*** Opening RECORDS TO USE ***

//! Threshold-based conditions approximating each basic emotion.
//!
//! Cheaper and more predictable than [`EmotionClassifier`](super::EmotionClassifier)
//! for driving bindings, e.g.
//! `ActionBinding::new("happy", triggers::happy()).cooldown_ms(2000)`.

use facelink_tracking_model::BlendShape;

use crate::condition::Condition;

const HAPPY_THRESHOLD: f32 = 0.5;
const SAD_FROWN_THRESHOLD: f32 = 0.4;
const SAD_BROW_THRESHOLD: f32 = 0.3;
const ANGRY_BROW_THRESHOLD: f32 = 0.5;
const ANGRY_SNEER_THRESHOLD: f32 = 0.3;
const SURPRISED_EYE_THRESHOLD: f32 = 0.5;
const SURPRISED_BROW_THRESHOLD: f32 = 0.4;
const SURPRISED_JAW_THRESHOLD: f32 = 0.3;
const DISGUSTED_SNEER_THRESHOLD: f32 = 0.5;
const DISGUSTED_LIP_THRESHOLD: f32 = 0.3;
const FEAR_EYE_THRESHOLD: f32 = 0.5;
const FEAR_BROW_UP_THRESHOLD: f32 = 0.4;
const FEAR_BROW_DOWN_THRESHOLD: f32 = 0.2;
const FEAR_MOUTH_THRESHOLD: f32 = 0.3;

/// Both mouth corners smiling.
pub fn happy() -> Condition {
    happy_with(HAPPY_THRESHOLD)
}

pub fn happy_with(threshold: f32) -> Condition {
    Condition::all([
        Condition::expression(BlendShape::MouthSmileLeft, threshold),
        Condition::expression(BlendShape::MouthSmileRight, threshold),
    ])
}

/// Frown with inner brows raised.
pub fn sad() -> Condition {
    sad_with(SAD_FROWN_THRESHOLD, SAD_BROW_THRESHOLD)
}

pub fn sad_with(frown_threshold: f32, brow_threshold: f32) -> Condition {
    Condition::all([
        Condition::expression(BlendShape::MouthFrownLeft, frown_threshold),
        Condition::expression(BlendShape::MouthFrownRight, frown_threshold),
        Condition::expression(BlendShape::BrowInnerUp, brow_threshold),
    ])
}

/// Brows down with a nose sneer.
pub fn angry() -> Condition {
    angry_with(ANGRY_BROW_THRESHOLD, ANGRY_SNEER_THRESHOLD)
}

pub fn angry_with(brow_threshold: f32, sneer_threshold: f32) -> Condition {
    Condition::all([
        Condition::expression(BlendShape::BrowDownLeft, brow_threshold),
        Condition::expression(BlendShape::BrowDownRight, brow_threshold),
        Condition::expression(BlendShape::NoseSneerLeft, sneer_threshold),
    ])
}

/// Eyes wide, brows up, jaw open. Stricter than [`crate::builtin::surprised`].
pub fn surprised_emotion() -> Condition {
    surprised_emotion_with(
        SURPRISED_EYE_THRESHOLD,
        SURPRISED_BROW_THRESHOLD,
        SURPRISED_JAW_THRESHOLD,
    )
}

pub fn surprised_emotion_with(
    eye_threshold: f32,
    brow_threshold: f32,
    jaw_threshold: f32,
) -> Condition {
    Condition::all([
        Condition::expression(BlendShape::EyeWideLeft, eye_threshold),
        Condition::expression(BlendShape::EyeWideRight, eye_threshold),
        Condition::expression(BlendShape::BrowInnerUp, brow_threshold),
        Condition::expression(BlendShape::JawOpen, jaw_threshold),
    ])
}

/// Nose sneer with the upper lip raised.
pub fn disgusted() -> Condition {
    disgusted_with(DISGUSTED_SNEER_THRESHOLD, DISGUSTED_LIP_THRESHOLD)
}

pub fn disgusted_with(sneer_threshold: f32, lip_threshold: f32) -> Condition {
    Condition::all([
        Condition::expression(BlendShape::NoseSneerLeft, sneer_threshold),
        Condition::expression(BlendShape::NoseSneerRight, sneer_threshold),
        Condition::expression(BlendShape::MouthUpperUpLeft, lip_threshold),
    ])
}

/// Eyes wide, brows raised and drawn together, mouth stretched.
pub fn fear() -> Condition {
    fear_with(
        FEAR_EYE_THRESHOLD,
        FEAR_BROW_UP_THRESHOLD,
        FEAR_BROW_DOWN_THRESHOLD,
        FEAR_MOUTH_THRESHOLD,
    )
}

pub fn fear_with(
    eye_threshold: f32,
    brow_up_threshold: f32,
    brow_down_threshold: f32,
    mouth_threshold: f32,
) -> Condition {
    Condition::all([
        Condition::expression(BlendShape::EyeWideLeft, eye_threshold),
        Condition::expression(BlendShape::EyeWideRight, eye_threshold),
        Condition::expression(BlendShape::BrowInnerUp, brow_up_threshold),
        Condition::expression(BlendShape::BrowDownLeft, brow_down_threshold),
        Condition::expression(BlendShape::MouthStretchLeft, mouth_threshold),
    ])
}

*** Closing RECORDS TO USE ***

THE PROBLEM ::
Print each line above exactly as it stands.

PROBLEM SOLUTION ::
//! Threshold-based conditions approximating each basic emotion.
//!
//! Cheaper and more predictable than [`EmotionClassifier`](super::EmotionClassifier)
//! for driving bindings, e.g.
//! `ActionBinding::new("happy", triggers::happy()).cooldown_ms(2000)`.

use facelink_tracking_model::BlendShape;

use crate::condition::Condition;

const HAPPY_THRESHOLD: f32 = 0.5;
const SAD_FROWN_THRESHOLD: f32 = 0.4;
const SAD_BROW_THRESHOLD: f32 = 0.3;
const ANGRY_BROW_THRESHOLD: f32 = 0.5;
const ANGRY_SNEER_THRESHOLD: f32 = 0.3;
const SURPRISED_EYE_THRESHOLD: f32 = 0.5;
const SURPRISED_BROW_THRESHOLD: f32 = 0.4;
const SURPRISED_JAW_THRESHOLD: f32 = 0.3;
const DISGUSTED_SNEER_THRESHOLD: f32 = 0.5;
const DISGUSTED_LIP_THRESHOLD: f32 = 0.3;
const FEAR_EYE_THRESHOLD: f32 = 0.5;
const FEAR_BROW_UP_THRESHOLD: f32 = 0.4;
const FEAR_BROW_DOWN_THRESHOLD: f32 = 0.2;
const FEAR_MOUTH_THRESHOLD: f32 = 0.3;

/// Both mouth corners smiling.
pub fn happy() -> Condition {
    happy_with(HAPPY_THRESHOLD)
}

pub fn happy_with(threshold: f32) -> Condition {
    Condition::all([
        Condition::expression(BlendShape::MouthSmileLeft, threshold),
        Condition::expression(BlendShape::MouthSmileRight, threshold),
    ])
}

/// Frown with inner brows raised.
pub fn sad() -> Condition {
    sad_with(SAD_FROWN_THRESHOLD, SAD_BROW_THRESHOLD)
}

pub fn sad_with(frown_threshold: f32, brow_threshold: f32) -> Condition {
    Condition::all([
        Condition::expression(BlendShape::MouthFrownLeft, frown_threshold),
        Condition::expression(BlendShape::MouthFrownRight, frown_threshold),
        Condition::expression(BlendShape::BrowInnerUp, brow_threshold),
    ])
}

/// Brows down with a nose sneer.
pub fn angry() -> Condition {
    angry_with(ANGRY_BROW_THRESHOLD, ANGRY_SNEER_THRESHOLD)
}

pub fn angry_with(brow_threshold: f32, sneer_threshold: f32) -> Condition {
    Condition::all([
        Condition::expression(BlendShape::BrowDownLeft, brow_threshold),
        Condition::expression(BlendShape::BrowDownRight, brow_threshold),
        Condition::expression(BlendShape::NoseSneerLeft, sneer_threshold),
    ])
}

/// Eyes wide, brows up, jaw open. Stricter than [`crate::builtin::surprised`].
pub fn surprised_emotion() -> Condition {
    surprised_emotion_with(
        SURPRISED_EYE_THRESHOLD,
        SURPRISED_BROW_THRESHOLD,
        SURPRISED_JAW_THRESHOLD,
    )
}

pub fn surprised_emotion_with(
    eye_threshold: f32,
    brow_threshold: f32,
    jaw_threshold: f32,
) -> Condition {
    Condition::all([
        Condition::expression(BlendShape::EyeWideLeft, eye_threshold),
        Condition::expression(BlendShape::EyeWideRight, eye_threshold),
        Condition::expression(BlendShape::BrowInnerUp, brow_threshold),
        Condition::expression(BlendShape::JawOpen, jaw_threshold),
    ])
}

/// Nose sneer with the upper lip raised.
pub fn disgusted() -> Condition {
    disgusted_with(DISGUSTED_SNEER_THRESHOLD, DISGUSTED_LIP_THRESHOLD)
}

pub fn disgusted_with(sneer_threshold: f32, lip_threshold: f32) -> Condition {
    Condition::all([
        Condition::expression(BlendShape::NoseSneerLeft, sneer_threshold),
        Condition::expression(BlendShape::NoseSneerRight, sneer_threshold),
        Condition::expression(BlendShape::MouthUpperUpLeft, lip_threshold),
    ])
}

/// Eyes wide, brows raised and drawn together, mouth stretched.
pub fn fear() -> Condition {
    fear_with(
        FEAR_EYE_THRESHOLD,
        FEAR_BROW_UP_THRESHOLD,
        FEAR_BROW_DOWN_THRESHOLD,
        FEAR_MOUTH_THRESHOLD,
    )
}

pub fn fear_with(
    eye_threshold: f32,
    brow_up_threshold: f32,
    brow_down_threshold: f32,
    mouth_threshold: f32,
) -> Condition {
    Condition::all([
        Condition::expression(BlendShape::EyeWideLeft, eye_threshold),
        Condition::expression(BlendShape::EyeWideRight, eye_threshold),
        Condition::expression(BlendShape::BrowInnerUp, brow_up_threshold),
        Condition::expression(BlendShape::BrowDownLeft, brow_down_threshold),
        Condition::expression(BlendShape::MouthStretchLeft, mouth_threshold),
    ])
}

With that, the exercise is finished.